RDD编程
一、词频统计
1.读文本文件生成RDD lines
2.将一行一行的文本分割成单词 words flatmap()
3.全部转换为小写 lower()
4.去掉长度小于3的单词 filter()
5.去掉停用词
6.转换成键值对 map()
7.统计词频 reduceByKey()
8.按字母顺序排序 sortBy(f)
9.按词频排序 sortByKey()
10.结果文件保存 saveAsTextFile(out_url)
words.saveAsTextFile("file:///home/hadoop/out.txt")

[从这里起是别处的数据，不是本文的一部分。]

impl FileStream {
    pub fn len(&self) -> u64 {
        match self {
            FileStream::Resident(buf) => buf.len(),
            FileStream::NonResident { data_length, .. } => *data_length,
        }
    }

    pub fn is_empty(&self) -> bool {
        self.len() == 0
    }

    pub fn is_non_resident(&self) -> bool {
        matches!(self, FileStream::NonResident { .. })
    }

    pub fn from_body(body: &AttributeBody, extent: ExtentKey) -> Result<Self> {
        match body {
            AttributeBody::Resident { data, .. } => Ok(FileStream::Resident(RawBuffer { data: data.clone() })),
            AttributeBody::NonResident {
                start_vcn,
                run_list_bytes,
                compression_unit_size,
                allocated_length,
                data_length,
                initialized_length,
                ..
            } => {
                let raw = data_runs::decode(run_list_bytes)?;
                let runs = CookedDataRuns::from_raw(&raw, *start_vcn, extent);
                Ok(FileStream::NonResident {
                    runs,
                    allocated_length: *allocated_length,
                    data_length: *data_length,
                    initialized_length: *initialized_length,
                    compression_unit_size: compression_unit_clusters(*compression_unit_size),
                })
            }
        }
    }

    pub fn to_body(&self) -> AttributeBody {
        match self {
            FileStream::Resident(buf) => AttributeBody::Resident { data: buf.data.clone(), indexed: false },
            FileStream::NonResident {
                runs,
                allocated_length,
                data_length,
                initialized_length,
                compression_unit_size,
            } => AttributeBody::NonResident {
                start_vcn: 0,
                last_vcn: runs.last_vcn().saturating_sub(1),
                compression_unit_size: compression_unit_exponent(*compression_unit_size),
                allocated_length: *allocated_length,
                data_length: *data_length,
                initialized_length: *initialized_length,
                compressed_data_size: None,
                run_list_bytes: runs.to_disk_bytes(),
            },
        }
    }

    pub fn read(
        &mut self,
        volume: &mut dyn crate::volume::RawVolume,
        compressor: Option<&dyn BlockCompressor>,
        bytes_per_cluster: u32,
        offset: u64,
        buf: &mut [u8],
    ) -> Result<()> {
        match self {
            FileStream::Resident(raw) => raw.read(offset, buf),
            FileStream::NonResident {
                runs,
                allocated_length,
                data_length,
                initialized_length,
                compression_unit_size,
            } => {
                let mut attr = NonResidentAttribute::new(
                    runs.clone(),
                    volume,
                    compressor,
                    bytes_per_cluster,
                    *compression_unit_size,
                    *allocated_length,
                    *data_length,
                    *initialized_length,
                );
                attr.read(offset, buf)
            }
        }
    }

    /// Write `buf` at `offset`, promoting to non-resident first if the
    /// write would cross `non_resident_threshold`.
    pub fn write(
        &mut self,
        volume: &mut dyn crate::volume::RawVolume,
        bitmap: &mut ClusterBitmap,
        compressor: Option<&dyn BlockCompressor>,
        bytes_per_cluster: u32,
        mft_record_size: u32,
        extent: ExtentKey,
        offset: u64,
        buf: &[u8],
    ) -> Result<()> {
        let end = offset + buf.len() as u64;
        if matches!(self, FileStream::Resident(_)) && end >= non_resident_threshold(mft_record_size) {
            self.set_length(volume, bitmap, compressor, bytes_per_cluster, mft_record_size, extent, end)?;
        }
        match self {
            FileStream::Resident(raw) => raw.write(offset, buf),
            FileStream::NonResident {
                runs,
                allocated_length,
                data_length,
                initialized_length,
                compression_unit_size,
            } => {
                let mut attr = NonResidentAttribute::new(
                    runs.clone(),
                    volume,
                    compressor,
                    bytes_per_cluster,
                    *compression_unit_size,
                    *allocated_length,
                    *data_length,
                    *initialized_length,
                );
                attr.write(bitmap, offset, buf)?;
                *allocated_length = attr.allocated_length;
                *data_length = attr.data_length;
                *initialized_length = attr.initialized_length;
                *runs = attr.runs;
                Ok(())
            }
        }
    }

    /// Grow or shrink the stream to exactly `new_len`, promoting to
    /// non-resident or demoting back to resident as the thresholds dictate
    ///. On a fallible step partway through a residency switch,
    /// `self` is left holding an empty resident placeholder rather than its
    /// prior content — consistent with this engine's fail-fast posture
    ///, and mirroring `mft_updater`'s own lack of rollback.
    pub fn set_length(
        &mut self,
        volume: &mut dyn crate::volume::RawVolume,
        bitmap: &mut ClusterBitmap,
        compressor: Option<&dyn BlockCompressor>,
        bytes_per_cluster: u32,
        mft_record_size: u32,
        extent: ExtentKey,
        new_len: u64,
    ) -> Result<()> {
        let promote_at = non_resident_threshold(mft_record_size);
        let demote_at = resident_threshold(mft_record_size);
        let placeholder = FileStream::Resident(RawBuffer::default());
        let current = std::mem::replace(self, placeholder);

        let next = match current {
            FileStream::Resident(mut buf) => {
                if new_len >= promote_at {
                    let runs = CookedDataRuns::empty(0, extent);
                    let mut attr = NonResidentAttribute::new(runs, volume, compressor, bytes_per_cluster, 0, 0, 0, 0);
                    if !buf.data.is_empty() {
                        attr.write(bitmap, 0, &buf.data)?;
                    }
                    if new_len > attr.data_length {
                        let zeros = vec![0u8; (new_len - attr.data_length) as usize];
                        attr.write(bitmap, attr.data_length, &zeros)?;
                    } else if new_len < attr.data_length {
                        attr.truncate(bitmap, new_len)?;
                    }
                    FileStream::NonResident {
                        runs: attr.runs,
                        allocated_length: attr.allocated_length,
                        data_length: attr.data_length,
                        initialized_length: attr.initialized_length,
                        compression_unit_size: 0,
                    }
                } else {
                    buf.set_len(new_len);
                    FileStream::Resident(buf)
                }
            }
            FileStream::NonResident {
                runs,
                allocated_length,
                data_length,
                initialized_length,
                compression_unit_size,
            } => {
                if new_len <= demote_at {
                    let mut attr = NonResidentAttribute::new(
                        runs,
                        volume,
                        compressor,
                        bytes_per_cluster,
                        compression_unit_size,
                        allocated_length,
                        data_length,
                        initialized_length,
                    );
                    let mut bytes = vec![0u8; new_len as usize];
                    if new_len > 0 {
                        attr.read(0, &mut bytes)?;
                    }
                    attr.truncate(bitmap, 0)?;
                    FileStream::Resident(RawBuffer { data: bytes })
                } else {
                    let mut attr = NonResidentAttribute::new(
                        runs,
                        volume,
                        compressor,
                        bytes_per_cluster,
                        compression_unit_size,
                        allocated_length,
                        data_length,
                        initialized_length,
                    );
                    if new_len < attr.data_length {
                        attr.truncate(bitmap, new_len)?;
                    } else if new_len > attr.data_length {
                        let zeros = vec![0u8; (new_len - attr.data_length) as usize];
                        attr.write(bitmap, attr.data_length, &zeros)?;
                    }
                    FileStream::NonResident {
                        runs: attr.runs,
                        allocated_length: attr.allocated_length,
                        data_length: attr.data_length,
                        initialized_length: attr.initialized_length,
                        compression_unit_size,
                    }
                }
            }
        };
        *self = next;
        Ok(())
    }
}
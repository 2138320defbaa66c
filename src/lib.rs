//! Read/write NTFS volume engine.
//!
//! Layered bottom-up: [`fixup`] and [`data_runs`] frame the raw wire
//! formats; [`bitmap`], [`cluster_stream`] and [`compression`] turn run
//! lists into cluster I/O; [`attribute_record`], [`attribute`] and
//! [`file_record`] make up a single FileRecord; [`mft`] bootstraps and
//! grows the table those records live in; [`mft_updater`] keeps a record
//! (and its extensions) within budget as attributes grow; [`index`] is the
//! generic B-tree-ish index view that [`directory`] and [`aux_index`]
//! specialize; [`security`] is the `$Secure` dedup store; [`file`] ties
//! attribute, directory and MFT mutation together into file-level
//! operations; [`formatter`], [`checker`] and [`detector`] work at the
//! whole-volume level.

pub mod attribute;
pub mod attribute_list;
pub mod attribute_record;
pub mod aux_index;
pub mod bitmap;
pub mod boot_sector;
pub mod checker;
pub mod cluster_stream;
pub mod compression;
pub mod data_runs;
pub mod detector;
pub mod directory;
pub mod error;
pub mod file;
pub mod file_record;
pub mod fixup;
pub mod formatter;
pub mod index;
pub mod logfile;
pub mod mft;
pub mod mft_updater;
pub mod security;
pub mod structures;
pub mod timestamps;
pub mod upcase;
pub mod volume;

pub use attribute::{NonResidentAttribute, RawBuffer};
pub use attribute_list::{AttributeList, AttributeListEntry};
pub use attribute_record::{AttributeBody, AttributeRecord};
pub use aux_index::{ObjectIdIndex, QuotaEntry, QuotaIndex, ReparsePointIndex};
pub use bitmap::ClusterBitmap;
pub use boot_sector::{BootSector, ClusterSize};
pub use checker::{CheckReport, Checker};
pub use cluster_stream::RawClusterStream;
pub use compression::{CompressedClusterStream, UnitKind};
pub use data_runs::{CookedDataRuns, CookedRun, ExtentKey, RawRun};
pub use detector::detect;
pub use directory::{Directory, FileNameRecord};
pub use error::{NtfsError, Result};
pub use file::{File, FileStream};
pub use file_record::FileRecord;
pub use fixup::FixupRecord;
pub use formatter::{format_volume, FormatOptions};
pub use index::{Collator, Index, RawEntry};
pub use logfile::size_log_file;
pub use mft::MasterFileTable;
pub use mft_updater::{update_record_in_mft, RecordSet};
pub use security::SecurityStore;
pub use structures::{FileRecordReference, Namespace, StandardInformation};
pub use timestamps::FileTimes;
pub use upcase::UpCaseTable;
pub use volume::{BlockCache, BlockCompressor, RandomSource, RawVolume};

11.词频结果可视化charts.WordCloud()
#11.词频结果可视化charts.WordCloud()
from pyecharts.charts import WordCloud
url='D:/1342-0.txt'
with open(r'D:/stopwords.txt') as f:
stops=f.read().split()
wc=sc.textFile(url).flatMap(lambda line:line.lower().replace(',','').split()).filter(lambda word:word not in stops).filter(lambda word:len(word)>2).map(lambda word:(word,1)).reduceByKey(lambda a,b:a+b).sortBy(lambda x:x[1],False).take(100)
mywordcloud=WordCloud()
mywordcloud.add("",wc,shape='circle')
mywordcloud.render()
二、学生课程分数案例
lines = sc.textFile('file:///home/hadoop/chapter4-data01.txt')
lines.take(5)
1.总共有多少学生?map(), distinct(), count()
lines.map(lambda line : line.split(',')[0]).distinct().count()
2.开设了多少门课程?
lines.map(lambda line : line.split(',')[1]).distinct().count()

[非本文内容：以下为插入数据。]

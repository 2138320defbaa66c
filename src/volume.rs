//! Byte-addressable volume storage and the pluggable collaborator traits.
//!
//! `RawVolume` is the only thing the engine assumes about the outside world:
//! a random-access, byte-addressable region with a known length. Everything
//! above this layer (BPB parsing, FixupRecord framing, cluster addressing)
//! is built on top of it. `BlockCompressor` and `RandomSource` are likewise
//! supplied by the caller; the engine never picks a codec or an RNG itself.

use crate::error::Result;
use std::collections::HashMap;

/// Random-access byte storage backing an NTFS volume.
///
/// Implementations are free to be a `File`, an in-memory `Vec<u8>`, or a
/// window into a larger container image; the engine only ever reads and
/// writes through this trait.
pub trait RawVolume: Send {
    /// Read `buf.len()` bytes starting at `offset`.
    fn read_at(&mut self, offset: u64, buf: &mut [u8]) -> Result<()>;

    /// Write `buf` starting at `offset`.
    fn write_at(&mut self, offset: u64, buf: &[u8]) -> Result<()>;

    /// Total addressable length in bytes.
    fn len(&self) -> u64;

    fn is_empty(&self) -> bool {
        self.len() == 0
    }

    /// Persist any buffering the implementation does internally.
    fn flush(&mut self) -> Result<()>;
}

/// A block (de)compressor supplied by the caller.
///
/// The engine treats compression units as opaque byte ranges; it never
/// implements a specific codec itself (LZNT1 et al. are the caller's
/// concern), though the `lznt1` feature ships a reference implementation
/// for tests.
pub trait BlockCompressor: Send {
    /// Compress `input` (exactly one compression unit's worth of bytes,
    /// `unit_size` clusters). Returns the compressed byte count on success,
    /// or `None` if the data is incompressible within the unit.
    fn compress(&self, input: &[u8], output: &mut Vec<u8>) -> Option<usize>;

    /// Decompress `input` into `output`. `output` must be filled exactly;
    /// its length is `min(remaining_file_bytes, unit_size * cluster_size)`.
    fn decompress(&self, input: &[u8], output: &mut [u8]) -> Result<()>;

    /// Cheap check: is this unit entirely zero bytes? Lets callers skip an
    /// actual compression attempt for sparse holes.
    fn classify_as_zero(&self, input: &[u8]) -> bool {
        input.iter().all(|&b| b == 0)
    }
}

/// Source of randomness for volume serial numbers and object IDs.
pub trait RandomSource: Send {
    fn next_u32(&mut self) -> u32;
    fn next_u64(&mut self) -> u64;
    fn fill_bytes(&mut self, buf: &mut [u8]);
}

/// Read-through cache keyed by cluster number, wrapping a `RawVolume`.
///
/// Caching lives strictly below the `RawVolume` boundary: the engine above
/// this layer sees ordinary synchronous reads/writes.
pub struct BlockCache<V: RawVolume> {
    inner: V,
    bytes_per_cluster: u32,
    cache: HashMap<u64, Vec<u8>>,
    dirty: HashMap<u64, Vec<u8>>,
    capacity: usize,
}

impl<V: RawVolume> BlockCache<V> {
    pub fn new(inner: V, bytes_per_cluster: u32, capacity: usize) -> Self {
        Self {
            inner,
            bytes_per_cluster,
            cache: HashMap::new(),
            dirty: HashMap::new(),
            capacity,
        }
    }

    pub fn into_inner(self) -> V {
        self.inner
    }

    fn evict_if_full(&mut self) {
        if self.cache.len() > self.capacity {
            // Arbitrary eviction: drop one entry that isn't dirty if possible.
            if let Some(&key) = self.cache.keys().find(|k| !self.dirty.contains_key(k)) {
                self.cache.remove(&key);
            }
        }
    }

    pub fn read_cluster(&mut self, lcn: u64, out: &mut [u8]) -> Result<()> {
        debug_assert_eq!(out.len(), self.bytes_per_cluster as usize);
        if let Some(data) = self.dirty.get(&lcn).or_else(|| self.cache.get(&lcn)) {
            out.copy_from_slice(data);
            return Ok(());
        }
        let offset = lcn * self.bytes_per_cluster as u64;
        self.inner.read_at(offset, out)?;
        self.cache.insert(lcn, out.to_vec());
        self.evict_if_full();
        Ok(())
    }

    pub fn write_cluster(&mut self, lcn: u64, data: &[u8]) -> Result<()> {
        debug_assert_eq!(data.len(), self.bytes_per_cluster as usize);
        self.dirty.insert(lcn, data.to_vec());
        self.cache.remove(&lcn);
        Ok(())
    }

    pub fn flush(&mut self) -> Result<()> {
        for (lcn, data) in self.dirty.drain() {
            let offset = lcn * self.bytes_per_cluster as u64;
            self.inner.write_at(offset, &data)?;
        }
        self.inner.flush()
    }
}

impl RawVolume for Vec<u8> {
    fn read_at(&mut self, offset: u64, buf: &mut [u8]) -> Result<()> {
        let start = offset as usize;
        let end = start + buf.len();
        if end > self.len() {
            return Err(crate::error::NtfsError::IoFailure(std::io::Error::new(
                std::io::ErrorKind::UnexpectedEof,
                "read past end of in-memory volume",
            )));
        }
        buf.copy_from_slice(&self[start..end]);
        Ok(())
    }

    fn write_at(&mut self, offset: u64, buf: &[u8]) -> Result<()> {
        let start = offset as usize;
        let end = start + buf.len();
        if end > self.len() {
            self.resize(end, 0);
        }
        self[start..end].copy_from_slice(buf);
        Ok(())
    }

    fn len(&self) -> u64 {
        Vec::len(self) as u64
    }

    fn flush(&mut self) -> Result<()> {
        Ok(())
    }
}

impl RawVolume for std::fs::File {
    fn read_at(&mut self, offset: u64, buf: &mut [u8]) -> Result<()> {
        use std::io::{Read, Seek, SeekFrom};
        self.seek(SeekFrom::Start(offset))?;
        self.read_exact(buf)?;
        Ok(())
    }

    fn write_at(&mut self, offset: u64, buf: &[u8]) -> Result<()> {
        use std::io::{Seek, SeekFrom, Write};
        self.seek(SeekFrom::Start(offset))?;
        self.write_all(buf)?;
        Ok(())
    }

    fn len(&self) -> u64 {
        self.metadata().map(|m| m.len()).unwrap_or(0)
    }

    fn flush(&mut self) -> Result<()> {
        std::io::Write::flush(self)?;
        Ok(())
    }
}

#[cfg(test)]
mod tests {
    use super::*;

    #[test]
    fn vec_volume_grows_on_write() {
        let mut v: Vec<u8> = Vec::new();
        v.write_at(10, &[1, 2, 3]).unwrap();
        assert_eq!(v.len(), 13);
        let mut buf = [0u8; 3];
        v.read_at(10, &mut buf).unwrap();
        assert_eq!(buf, [1, 2, 3]);
    }

    #[test]
    fn block_cache_roundtrip() {
        let mut cache = BlockCache::new(vec![0u8; 4096 * 4], 4096, 8);
        let data = vec![7u8; 4096];
        cache.write_cluster(2, &data).unwrap();
        let mut out = vec![0u8; 4096];
        cache.read_cluster(2, &mut out).unwrap();
        assert_eq!(out, data);
        cache.flush().unwrap();
        let inner = cache.into_inner();
        assert_eq!(&inner[2 * 4096..3 * 4096], data.as_slice());
    }
}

3.每个学生选修了多少门课?map(), countByKey()
lines.map(lambda line : line.split(',')).map(lambda line:(line[0],(line[1],line[2]))).countByKey()
4.每门课程有多少个学生选?map(), countByValue()
lines.map(lambda line : line.split(',')).map(lambda line : (line[1])).countByValue()
5.Les选修了几门课?每门课多少分?filter(), map() RDD
lines.filter(lambda line:"Les" in line).map(lambda line:line.split(',')).collect()
6.Les选修了几门课?每门课多少分?map(),lookup() list
lines.map(lambda line:line.split(',')).map(lambda line:(line[0],line[1])).lookup("Les")
lines.map(lambda line:line.split(',')).map(lambda line:(line[0],line[2])).lookup("Les")
7.Les的成绩按分数大小排序。filter(), map(), sortBy()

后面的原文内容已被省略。